Non ho, però, per niente apprezzato lo spazio quasi quotidiano ad interventi da spazzatura culturale che vengono dal mondo borbonico e da una cultura fortemente legata ai mali dell’ottocento borbonico al Sud ed in Campania in particolare.

Soprattutto non ho per niente apprezzato la paginata dedicata allo scrittore borbonico Pino Aprile, autore di quel volume intitolato “Terroni” che considera un libro sacro con le uniche esclusive verità storiche riguardanti il Sud e la Campania in particolare alla vigilia dell’Unità d’Italia, con pagine amare che si tengono pretestuosamente aperte per tenere divisa questa povera Italia nostra, dove c’è un diffuso compiacimento di farsi e fare male agli italiani che meriterebbero altro.
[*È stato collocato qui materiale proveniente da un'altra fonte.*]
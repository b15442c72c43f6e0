//! Repositorios de acceso a datos
//!
//! Cada repositorio carga entidades de forma explícita por ID. Las
//! escrituras multi-entidad del despacho viven en AssignmentRepository,
//! que es el único que abre transacciones.

pub mod assignment_repository;
pub mod booking_repository;
pub mod driver_repository;
pub mod incident_repository;
pub mod trip_repository;
pub mod vehicle_repository;
//! Modelo de Booking
//!
//! Un booking agrupa uno o más trips de un cliente en una sucursal.
//! El importe de depósito (`deposit_paid`) lo mantiene el colaborador de
//! facturación; el despacho solo lo lee como precondición de asignación.

use chrono::{DateTime, Utc};
use rust_decimal::Decimal;
use serde::{Deserialize, Serialize};
use sqlx::FromRow;
use uuid::Uuid;

/// Estado del booking - mapea al ENUM booking_status
#[derive(Debug, Clone, Copy, PartialEq, Eq, Serialize, Deserialize, sqlx::Type)]
#[sqlx(type_name = "booking_status", rename_all = "snake_case")]
#[serde(rename_all = "SCREAMING_SNAKE_CASE")]
pub enum BookingStatus {
    Pending,
    Confirmed,
    InProgress,
    Completed,
    Cancelled,
}

/// Booking principal - mapea a la tabla bookings
#[derive(Debug, Clone, Serialize, Deserialize, FromRow)]
pub struct Booking {
    pub id: Uuid,
    pub branch_id: Uuid,
    pub customer_name: String,
    pub customer_phone: Option<String>,
    pub status: BookingStatus,
    pub estimated_cost: Decimal,
    pub deposit_paid: Decimal,
    pub created_at: DateTime<Utc>,
    pub version: i64,
}

/// Fracción del coste estimado ya cobrada. Un booking sin coste estimado
/// se considera totalmente cubierto.
pub fn deposit_ratio_of(estimated_cost: Decimal, deposit_paid: Decimal) -> Decimal {
    if estimated_cost <= Decimal::ZERO {
        return Decimal::ONE;
    }
    deposit_paid / estimated_cost
}

impl Booking {
    pub fn deposit_ratio(&self) -> Decimal {
        deposit_ratio_of(self.estimated_cost, self.deposit_paid)
    }

    /// ¿Puede despacharse este booking? Requiere estado CONFIRMED o
    /// IN_PROGRESS y depósito por encima del umbral de política.
    pub fn dispatch_eligible(&self, min_deposit_ratio: Decimal) -> bool {
        matches!(
            self.status,
            BookingStatus::Confirmed | BookingStatus::InProgress
        ) && self.deposit_ratio() >= min_deposit_ratio
    }
}

#[cfg(test)]
mod tests {
    use super::*;

    fn booking(status: BookingStatus, cost: i64, paid: i64) -> Booking {
        Booking {
            id: Uuid::new_v4(),
            branch_id: Uuid::new_v4(),
            customer_name: "Tran Van A".to_string(),
            customer_phone: None,
            status,
            estimated_cost: Decimal::from(cost),
            deposit_paid: Decimal::from(paid),
            created_at: Utc::now(),
            version: 0,
        }
    }

    #[test]
    fn deposit_ratio_gate() {
        let min = Decimal::new(30, 2); // 0.30
        assert!(booking(BookingStatus::Confirmed, 100, 30).dispatch_eligible(min));
        assert!(booking(BookingStatus::Confirmed, 100, 50).dispatch_eligible(min));
        assert!(!booking(BookingStatus::Confirmed, 100, 29).dispatch_eligible(min));
    }

    #[test]
    fn status_gate() {
        let min = Decimal::new(30, 2);
        assert!(!booking(BookingStatus::Pending, 100, 100).dispatch_eligible(min));
        assert!(!booking(BookingStatus::Cancelled, 100, 100).dispatch_eligible(min));
        assert!(booking(BookingStatus::InProgress, 100, 100).dispatch_eligible(min));
    }

    #[test]
    fn zero_cost_booking_passes() {
        let min = Decimal::new(30, 2);
        assert!(booking(BookingStatus::Confirmed, 0, 0).dispatch_eligible(min));
    }
}
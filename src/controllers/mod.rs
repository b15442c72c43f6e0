//! Controllers de la API

pub mod dispatch_controller;
pub mod driver_trip_controller;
Non ho gradito da lettore assiduo del Corriere della Sera e quindi del suo inserto regionale del Corriere del Mezzogiorno, l’aggressione violenta del borbonico Pino Aprile nei confronti di Emanuele Felice, un giovane ed intelligente studioso di un problema storico che in tanti lo hanno analizzato e lo analizzano, portandone alla luce non la verità, ma le proprie verità, spesso con l’obiettivo dichiarato di non dare un contributo positivo né alla verità, né a quell’Italia unita che, in modo del tutto inopportuno, è al centro di un confronto-scontro, stupidamente suicida.

Un confronto-scontro che non poteva risparmiare il libro di Felice, una giovane intelligenza italiana che Pino Aprile ha vergognosamente offeso, aggredendola con un linguaggio da vero Borbone di Napoli.

Pino Aprile, nel rispetto sacrale della storia e dei suoi protagonisti è il passato; un passato che, nonostante l’ottimismo di un manutengolo di fanatici, è ormai sepolto e per sempre, anche se rigurgiti neoborbonici di qualche nostalgico alla Pino Aprile, tornano ad ammorbare l’aria pulita che va assolutamente in altre direzioni.

Mi dispiace da lettore fortemente infastidito che abbiate permesso a Pino Aprile di vomitare tante inopportune e violente cattiverie nei confronti di un giovane intellettuale italiano; un intellettuale intelligente che ci ha regalato una buona lettura della storia e dei mali antropici che non hanno permesso al Sud di diventare alla pari, parte unitariamente sviluppata dell’Italia che è stato e sarà anche per le future generazioni un bene, un grande bene averla unita.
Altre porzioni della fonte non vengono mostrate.